//! Payment rows.
//!
//! A payment row is both a charge record and the subscription record of its
//! owner: `user_id` is persisted in the `id` column, and the gateway's
//! subscription id lands in `dlo_payment_id` once it is known.

use serde::{Deserialize, Serialize};

use super::PaymentStatus;
use crate::domain::foundation::{CorrelationId, PlanId, Timestamp, UserId};

/// Prefix of the external id stored before the gateway has assigned one.
pub const PLACEHOLDER_PREFIX: &str = "temp_";

/// Placeholder external id derived from the creation time.
pub fn placeholder_external_id(now: &Timestamp) -> String {
    format!("{}{}", PLACEHOLDER_PREFIX, now.as_unix_millis())
}

pub fn is_placeholder_external_id(id: &str) -> bool {
    id.starts_with(PLACEHOLDER_PREFIX)
}

fn non_blank(value: Option<&str>) -> Option<&str> {
    value.map(str::trim).filter(|v| !v.is_empty())
}

/// A persisted payment row.
#[derive(Debug, Clone, PartialEq, Serialize, Deserialize)]
pub struct Payment {
    pub idx: i64,
    #[serde(rename = "id")]
    pub user_id: UserId,
    pub plan_id: PlanId,
    pub amount: f64,
    pub currency: String,
    pub status: PaymentStatus,
    pub description: Option<String>,
    pub dlo_payment_id: String,
    pub dlocal_plan_id: Option<String>,
    pub plan_token: Option<String>,
    pub correlation_id: Option<CorrelationId>,
    pub created_at: Timestamp,
}

impl Payment {
    /// The gateway's payment/subscription id, unless only a placeholder is stored.
    pub fn external_id(&self) -> Option<&str> {
        non_blank(Some(self.dlo_payment_id.as_str())).filter(|id| !is_placeholder_external_id(id))
    }

    pub fn gateway_plan_id(&self) -> Option<&str> {
        non_blank(self.dlocal_plan_id.as_deref())
    }

    pub fn gateway_plan_token(&self) -> Option<&str> {
        non_blank(self.plan_token.as_deref())
    }

    pub fn is_active_subscription(&self) -> bool {
        self.status.is_active_subscription()
    }
}

/// Data needed to insert a new Pending payment row.
#[derive(Debug, Clone, PartialEq)]
pub struct NewPayment {
    pub user_id: UserId,
    pub plan_id: PlanId,
    pub amount: f64,
    pub currency: String,
    pub description: Option<String>,
    pub dlo_payment_id: Option<String>,
    pub dlocal_plan_id: Option<String>,
    pub plan_token: Option<String>,
    pub correlation_id: Option<CorrelationId>,
}

impl NewPayment {
    pub fn description_or_default(&self) -> String {
        match non_blank(self.description.as_deref()) {
            Some(desc) => desc.to_string(),
            None => format!(
                "Subscription payment for plan {} for user {}",
                self.plan_id, self.user_id
            ),
        }
    }

    pub fn external_id_or_placeholder(&self, now: &Timestamp) -> String {
        match non_blank(self.dlo_payment_id.as_deref()) {
            Some(id) => id.to_string(),
            None => placeholder_external_id(now),
        }
    }
}

/// Result of a status update: the row after the write and the status it had before.
#[derive(Debug, Clone, PartialEq)]
pub struct StatusChange {
    pub payment: Payment,
    pub previous: PaymentStatus,
}

impl StatusChange {
    /// False when the row already held the requested status.
    pub fn is_transition(&self) -> bool {
        self.previous != self.payment.status
    }
}

/// How a status update locates its row.
#[derive(Debug, Clone, PartialEq, Eq)]
pub enum PaymentTarget {
    /// Technical row key.
    Idx(i64),
    /// Most recent row owned by the user.
    User(UserId),
}

/// Gateway identifiers recovered from a user's recent payment rows.
#[derive(Debug, Clone, Default, PartialEq, Eq)]
pub struct GatewayRefs {
    pub plan_id: Option<String>,
    pub subscription_id: Option<String>,
}

impl GatewayRefs {
    /// Scans rows newest first, keeping the first usable value of each id.
    pub fn collect<'a>(rows: impl IntoIterator<Item = &'a Payment>) -> Self {
        let mut refs = GatewayRefs::default();
        for row in rows {
            if refs.plan_id.is_none() {
                refs.plan_id = row.gateway_plan_id().map(String::from);
            }
            if refs.subscription_id.is_none() {
                refs.subscription_id = row.external_id().map(String::from);
            }
            if refs.plan_id.is_some() && refs.subscription_id.is_some() {
                break;
            }
        }
        refs
    }
}

#[cfg(test)]
pub(crate) mod test_support {
    use super::*;

    pub fn payment(idx: i64, user: &str, status: PaymentStatus) -> Payment {
        Payment {
            idx,
            user_id: UserId::new(user).unwrap(),
            plan_id: PlanId::new("plan-pro").unwrap(),
            amount: 19.9,
            currency: "USD".to_string(),
            status,
            description: None,
            dlo_payment_id: format!("{}{}", PLACEHOLDER_PREFIX, idx),
            dlocal_plan_id: None,
            plan_token: None,
            correlation_id: None,
            created_at: Timestamp::now(),
        }
    }
}
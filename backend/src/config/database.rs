//! Database configuration

use serde::Deserialize;
use sqlx::postgres::PgPoolOptions;
use std::time::Duration;
use url::Url;

use super::error::ValidationError;

const MAX_POOL_SIZE: u32 = 100;

/// PostgreSQL connection and pool settings
#[derive(Debug, Clone, Deserialize)]
pub struct DatabaseConfig {
    /// `postgres://` or `postgresql://` connection URL
    pub url: String,

    #[serde(default = "default_min_connections")]
    pub min_connections: u32,

    #[serde(default = "default_max_connections")]
    pub max_connections: u32,

    #[serde(default = "default_acquire_timeout")]
    pub acquire_timeout_secs: u64,

    #[serde(default = "default_idle_timeout")]
    pub idle_timeout_secs: u64,

    #[serde(default = "default_max_lifetime")]
    pub max_lifetime_secs: u64,

    /// Apply embedded migrations on startup
    #[serde(default)]
    pub run_migrations: bool,
}

impl DatabaseConfig {
    /// Pool options sized and timed from this configuration.
    pub fn pool_options(&self) -> PgPoolOptions {
        PgPoolOptions::new()
            .min_connections(self.min_connections)
            .max_connections(self.max_connections)
            .acquire_timeout(Duration::from_secs(self.acquire_timeout_secs))
            .idle_timeout(Duration::from_secs(self.idle_timeout_secs))
            .max_lifetime(Duration::from_secs(self.max_lifetime_secs))
    }

    /// Connection URL with the password masked, for logs.
    pub fn redacted_url(&self) -> String {
        match Url::parse(&self.url) {
            Ok(mut url) => {
                if url.password().is_some() {
                    let _ = url.set_password(Some("****"));
                }
                url.to_string()
            }
            Err(_) => "<invalid database url>".to_string(),
        }
    }

    pub fn validate(&self) -> Result<(), ValidationError> {
        if self.url.trim().is_empty() {
            return Err(ValidationError::MissingRequired("DATABASE_URL"));
        }
        let scheme_ok = Url::parse(&self.url)
            .map(|url| matches!(url.scheme(), "postgres" | "postgresql"))
            .unwrap_or(false);
        if !scheme_ok {
            return Err(ValidationError::InvalidDatabaseUrl);
        }
        if self.min_connections > self.max_connections {
            return Err(ValidationError::InvalidPoolSize);
        }
        if self.max_connections > MAX_POOL_SIZE {
            return Err(ValidationError::PoolSizeTooLarge);
        }
        Ok(())
    }
}

impl Default for DatabaseConfig {
    fn default() -> Self {
        Self {
            url: String::new(),
            min_connections: default_min_connections(),
            max_connections: default_max_connections(),
            acquire_timeout_secs: default_acquire_timeout(),
            idle_timeout_secs: default_idle_timeout(),
            max_lifetime_secs: default_max_lifetime(),
            run_migrations: false,
        }
    }
}

fn default_min_connections() -> u32 {
    2
}

fn default_max_connections() -> u32 {
    10
}

fn default_acquire_timeout() -> u64 {
    10
}

fn default_idle_timeout() -> u64 {
    600
}

fn default_max_lifetime() -> u64 {
    1800
}
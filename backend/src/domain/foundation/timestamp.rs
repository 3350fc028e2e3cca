//! UTC timestamps for payment rows and user updates.

use chrono::{DateTime, Utc};
use serde::{Deserialize, Serialize};

/// Point in time, always UTC. Serialized as RFC 3339.
#[derive(Debug, Clone, Copy, PartialEq, Eq, PartialOrd, Ord, Serialize, Deserialize)]
#[serde(transparent)]
pub struct Timestamp(DateTime<Utc>);

impl Timestamp {
    pub fn now() -> Self {
        Self(Utc::now())
    }

    pub fn from_datetime(dt: DateTime<Utc>) -> Self {
        Self(dt)
    }

    pub fn as_datetime(&self) -> &DateTime<Utc> {
        &self.0
    }

    /// Milliseconds since the Unix epoch; used for placeholder external ids.
    pub fn as_unix_millis(&self) -> i64 {
        self.0.timestamp_millis()
    }
}

#[cfg(test)]
mod tests {
    use super::*;
    use chrono::TimeZone;

    #[test]
    fn unix_millis_of_known_instant() {
        let ts = Timestamp::from_datetime(Utc.with_ymd_and_hms(2024, 1, 15, 10, 0, 0).unwrap());
        assert_eq!(ts.as_unix_millis(), 1_705_312_800_000);
    }

    #[test]
    fn newer_rows_sort_after_older_ones() {
        let created = Timestamp::from_datetime(Utc.with_ymd_and_hms(2024, 1, 1, 0, 0, 0).unwrap());
        let renewed = Timestamp::from_datetime(Utc.with_ymd_and_hms(2024, 2, 1, 0, 0, 0).unwrap());
        assert!(created < renewed);
    }

    #[test]
    fn serializes_as_rfc3339_string() {
        let ts = Timestamp::from_datetime(Utc.with_ymd_and_hms(2024, 1, 15, 10, 0, 0).unwrap());
        assert_eq!(serde_json::to_string(&ts).unwrap(), "\"2024-01-15T10:00:00Z\"");
    }
}
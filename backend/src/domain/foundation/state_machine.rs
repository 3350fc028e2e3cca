//! State machine trait for status enums.

use super::ValidationError;

/// Status enums whose values move along a fixed transition table.
///
/// Re-applying the current status is a legal no-op for every implementor;
/// `can_transition_to` only has to describe real moves.
pub trait StateMachine: Sized + Copy + PartialEq + std::fmt::Debug {
    /// Returns true if moving from self to a different target is allowed.
    fn can_transition_to(&self, target: &Self) -> bool;

    /// Returns all distinct states reachable in one step.
    fn valid_transitions(&self) -> Vec<Self>;

    /// True when `target` is reachable or equal to the current state.
    fn accepts(&self, target: &Self) -> bool {
        self == target || self.can_transition_to(target)
    }

    /// Performs the transition, returning an error if the table forbids it.
    fn transition_to(&self, target: Self) -> Result<Self, ValidationError> {
        if self.accepts(&target) {
            Ok(target)
        } else {
            Err(ValidationError::invalid_format(
                "status",
                format!("Cannot transition from {:?} to {:?}", self, target),
            ))
        }
    }

    /// Checks if current state is terminal (no valid outgoing transitions).
    fn is_terminal(&self) -> bool {
        self.valid_transitions().is_empty()
    }
}

#[cfg(test)]
mod tests {
    use super::*;

    #[derive(Debug, Clone, Copy, PartialEq, Eq)]
    enum Door {
        Open,
        Closed,
        Locked,
        Removed,
    }

    impl StateMachine for Door {
        fn can_transition_to(&self, target: &Self) -> bool {
            use Door::*;
            matches!(
                (self, target),
                (Open, Closed) | (Closed, Open) | (Closed, Locked) | (Locked, Closed) | (_, Removed)
            ) && self != &Removed
        }

        fn valid_transitions(&self) -> Vec<Self> {
            use Door::*;
            match self {
                Open => vec![Closed, Removed],
                Closed => vec![Open, Locked, Removed],
                Locked => vec![Closed, Removed],
                Removed => vec![],
            }
        }
    }

    #[test]
    fn self_transition_is_always_accepted() {
        for door in [Door::Open, Door::Closed, Door::Locked, Door::Removed] {
            assert_eq!(door.transition_to(door), Ok(door));
        }
    }

    #[test]
    fn forbidden_transition_is_rejected() {
        assert!(Door::Open.transition_to(Door::Locked).is_err());
        assert!(Door::Removed.transition_to(Door::Open).is_err());
    }

    #[test]
    fn terminal_state_has_no_outgoing_moves() {
        assert!(Door::Removed.is_terminal());
        assert!(!Door::Locked.is_terminal());
    }

    #[test]
    fn can_transition_to_is_consistent_with_valid_transitions() {
        for door in [Door::Open, Door::Closed, Door::Locked, Door::Removed] {
            for target in door.valid_transitions() {
                assert!(door.can_transition_to(&target), "{:?} -> {:?}", door, target);
            }
        }
    }
}
//! Foundation module - Shared domain primitives.
//!
//! Identifiers, timestamps, the state machine trait, and the error types
//! used across the billing domain.

mod errors;
mod ids;
mod state_machine;
mod timestamp;

pub use errors::{DomainError, ErrorCode, ValidationError};
pub use ids::{CorrelationId, PlanId, UserId};
pub use state_machine::StateMachine;
pub use timestamp::Timestamp;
# # # # #
If a line of the data above contains "chrono", copy it out.

▶ Task answer:
use chrono::{DateTime, Utc};
    use chrono::TimeZone;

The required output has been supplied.